Abbotsford, B.C., needs 1,000 computer engineers for graphic and video-game design, Joe Volpe, Canada’s Immigration Minister, stated recently. New Brunswick needs truckers to move some 6,000 long-haul trucks now sitting empty in parking lots. Saskatoon put in a request to him for 5,000 immigrants to fill job needs; Sault Ste. Marie for 6,000. No one put in a request for figure-skate sharpeners, or the numerous other niche occupations that are on no bureaucrat’s radar screen. Even if these niche occupations were known, immigration officials would have no ability to locate the people to fill them from abroad. Because the niches can’t be managed from here, they’re ignored in favour of commodity imports, in the process paying short shrift to Canada’s potential.
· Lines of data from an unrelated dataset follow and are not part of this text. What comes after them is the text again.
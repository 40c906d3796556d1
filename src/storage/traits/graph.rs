//! Graph store traits.
//!
//! The versioning layer never talks to a concrete store. It needs a handful of
//! primitives: property reads and writes on nodes and relationships, typed
//! traversal, transactions, and a hook that runs inside every committing
//! transaction.
//!
//! # Available Implementations
//!
//! | Store | Use Case | Features |
//! |-------|----------|----------|
//! | `InMemoryGraphStore` | Default; tests, embedding | Copy-on-write transactions, single writer |
//!
//! # Error Modes and Guarantees
//!
//! All fallible operations return `Result<T>` with errors propagated via
//! [`crate::Error`].
//!
//! | Operation | Error | Notes |
//! |-----------|-------|-------|
//! | `property` / `property_keys` | `NodeNotFound`, `RelationshipNotFound` | Unknown id |
//! | `relationships` | `NodeNotFound` | Unknown start node |
//! | `delete_node` | `InvalidInput` | Node still has relationships |
//! | `begin_tx` / `snapshot` | `OperationFailed` | Store lock poisoned |
//!
//! A handler error returned from
//! [`TransactionEventHandler::before_commit`] aborts the commit; nothing the
//! transaction or the handlers wrote becomes visible.
//!
//! # Example
//!
//! ```rust
//! use chronograph::models::{Direction, PropertyValue, RelationshipType};
//! use chronograph::storage::{GraphRead, GraphStore, GraphTransaction, GraphWrite, InMemoryGraphStore};
//!
//! # fn main() -> chronograph::Result<()> {
//! let store = InMemoryGraphStore::new();
//! let mut tx = store.begin_tx()?;
//! let a = tx.create_node();
//! let b = tx.create_node();
//! tx.create_relationship(a, b, RelationshipType::new("KNOWS"))?;
//! tx.set_property(a.into(), "name", PropertyValue::from("a"))?;
//! tx.commit()?;
//!
//! let snapshot = store.snapshot()?;
//! assert_eq!(snapshot.relationships(a, Direction::Outgoing, None)?.len(), 1);
//! # Ok(())
//! # }
//! ```

use crate::Result;
use crate::models::{
    Direction, EntityRef, NodeId, PropertyValue, Relationship, RelationshipId, RelationshipType,
    TransactionData,
};
use std::sync::Arc;

/// Read access to a consistent graph state.
///
/// # Implementor Notes
///
/// - Every call on one value must observe the same state
/// - Unknown ids surface as `NodeNotFound` / `RelationshipNotFound`
/// - Traversal order must be deterministic
pub trait GraphRead {
    /// Checks whether a node exists.
    fn node_exists(&self, node: NodeId) -> bool;

    /// Checks whether a relationship exists.
    fn relationship_exists(&self, relationship: RelationshipId) -> bool;

    /// Returns a relationship's endpoints and type.
    ///
    /// # Errors
    ///
    /// Returns [`crate::Error::RelationshipNotFound`] for an unknown id.
    fn relationship(&self, relationship: RelationshipId) -> Result<Relationship>;

    /// Reads a property, `None` if the key is absent.
    ///
    /// # Errors
    ///
    /// Returns an error if the entity does not exist.
    fn property(&self, entity: EntityRef, key: &str) -> Result<Option<PropertyValue>>;

    /// Lists all property keys of an entity, internal keys included.
    ///
    /// # Errors
    ///
    /// Returns an error if the entity does not exist.
    fn property_keys(&self, entity: EntityRef) -> Result<Vec<String>>;

    /// Lists relationships of `node` in `direction`, optionally filtered by type.
    ///
    /// # Errors
    ///
    /// Returns [`crate::Error::NodeNotFound`] for an unknown node.
    fn relationships(
        &self,
        node: NodeId,
        direction: Direction,
        rel_type: Option<&RelationshipType>,
    ) -> Result<Vec<RelationshipId>>;
}

/// Mutation primitives.
pub trait GraphWrite: GraphRead {
    /// Creates an empty node.
    fn create_node(&mut self) -> NodeId;

    /// Creates a relationship between two existing nodes.
    ///
    /// # Errors
    ///
    /// Returns [`crate::Error::NodeNotFound`] if an endpoint does not exist.
    fn create_relationship(
        &mut self,
        start: NodeId,
        end: NodeId,
        rel_type: RelationshipType,
    ) -> Result<RelationshipId>;

    /// Sets a property, replacing any existing value.
    ///
    /// # Errors
    ///
    /// Returns an error if the entity does not exist.
    fn set_property(&mut self, entity: EntityRef, key: &str, value: PropertyValue) -> Result<()>;

    /// Removes a property, returning its previous value.
    ///
    /// # Errors
    ///
    /// Returns an error if the entity does not exist.
    fn remove_property(&mut self, entity: EntityRef, key: &str) -> Result<Option<PropertyValue>>;

    /// Physically deletes a relationship.
    ///
    /// # Errors
    ///
    /// Returns [`crate::Error::RelationshipNotFound`] for an unknown id.
    fn delete_relationship(&mut self, relationship: RelationshipId) -> Result<()>;

    /// Physically deletes a node that has no relationships left.
    ///
    /// # Errors
    ///
    /// Returns [`crate::Error::InvalidInput`] while relationships remain.
    fn delete_node(&mut self, node: NodeId) -> Result<()>;
}

/// A unit of work that is either committed or discarded as a whole.
pub trait GraphTransaction: GraphWrite {
    /// Runs commit handlers and publishes the transaction's writes.
    ///
    /// # Errors
    ///
    /// Returns the first handler error; the writes are then discarded.
    fn commit(self) -> Result<()>;

    /// Discards the transaction's writes.
    ///
    /// # Errors
    ///
    /// Returns an error if the store cannot release the transaction.
    fn rollback(self) -> Result<()>;
}

/// Callbacks around a transaction's commit.
///
/// Handlers run in registration order. Writes a handler performs in
/// `before_commit` join the committing transaction but are not reported to
/// any handler.
pub trait TransactionEventHandler: Send + Sync {
    /// Runs inside the committing transaction, before its writes are visible.
    ///
    /// # Errors
    ///
    /// Any error aborts the commit.
    fn before_commit(&self, data: &TransactionData, tx: &mut dyn GraphWrite) -> Result<()>;

    /// Runs after the transaction's writes became visible.
    fn after_commit(&self, _data: &TransactionData) {}

    /// Runs after the transaction was discarded.
    fn after_rollback(&self) {}
}

/// A transactional property graph.
///
/// # Implementor Notes
///
/// - Methods use `&self` to enable sharing via `Arc`
/// - Transactions must be isolated from each other and from snapshots
/// - `reference_node` must exist for the store's whole lifetime
pub trait GraphStore: Send + Sync {
    /// A consistent read view.
    type Snapshot: GraphRead + Send + Sync;

    /// An open transaction.
    type Transaction<'a>: GraphTransaction
    where
        Self: 'a;

    /// Opens a transaction.
    ///
    /// # Errors
    ///
    /// Returns an error if the store cannot start a transaction.
    fn begin_tx(&self) -> Result<Self::Transaction<'_>>;

    /// Returns a read view of the last committed state.
    ///
    /// # Errors
    ///
    /// Returns an error if the committed state cannot be read.
    fn snapshot(&self) -> Result<Self::Snapshot>;

    /// Registers a commit handler.
    ///
    /// # Errors
    ///
    /// Returns an error if the handler list cannot be updated.
    fn register_handler(&self, handler: Arc<dyn TransactionEventHandler>) -> Result<()>;

    /// Returns the store's distinguished metadata node.
    fn reference_node(&self) -> NodeId;
}

impl<T: GraphRead + ?Sized> GraphRead for Arc<T> {
    fn node_exists(&self, node: NodeId) -> bool {
        (**self).node_exists(node)
    }

    fn relationship_exists(&self, relationship: RelationshipId) -> bool {
        (**self).relationship_exists(relationship)
    }

    fn relationship(&self, relationship: RelationshipId) -> Result<Relationship> {
        (**self).relationship(relationship)
    }

    fn property(&self, entity: EntityRef, key: &str) -> Result<Option<PropertyValue>> {
        (**self).property(entity, key)
    }

    fn property_keys(&self, entity: EntityRef) -> Result<Vec<String>> {
        (**self).property_keys(entity)
    }

    fn relationships(
        &self,
        node: NodeId,
        direction: Direction,
        rel_type: Option<&RelationshipType>,
    ) -> Result<Vec<RelationshipId>> {
        (**self).relationships(node, direction, rel_type)
    }
}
Immigrants once came here and made something of themselves. The mass waves of largely unchecked immigration 50 and 100 years ago, in fact, created great periods of prosperity. The winning formula? Immigrants selected themselves when they thought Canada held opportunities for themselves and their families. Upon arriving here, they decided for themselves where to make their home.

That’s a wrong-headed approach, Prime Minster Paul Martin has decided. Instead, Canada should develop a master plan, vetted by bureaucrats, politicians, union bosses, profs and other experts, to decide whom to let in, and where in Canada to let them reside. We need to become “more active in recruiting immigrants who meet Canada’s evolving needs – needs that are identified in consultation with provinces, communities and those in labour, business and academia.”

You can not only be sure that Paul Martin and his experts will eschew figure-skate sharpeners, you can also be confident that no bureaucrat in the 1950s would have had figure-skate sharpening on his priorities list. No one, in fact, could ever have anticipated the fortuitous melding of Rene’s unusual talents – that his background in figure skating and mechanical engineering would lead him to devise and then utilize equipment peculiarly suited to the sport of figure skating.

Likewise, none of those experts that Mr. Martin and his immigration bureaucracy tout can be up to the task of identifying the other fine-grained needs of the Canadian economy. Rather than seeking potential greats such as Rene and Ellen, who carved their own distinctive career paths and imbued their children with the same spirit, immigration officials instead seek a society of sheep – people to go where they are told to go, to fill jobs that the federal government tells them to fill. People who need not strive, as does Jake, to give his customers and his country the edge that makes the difference between good and great.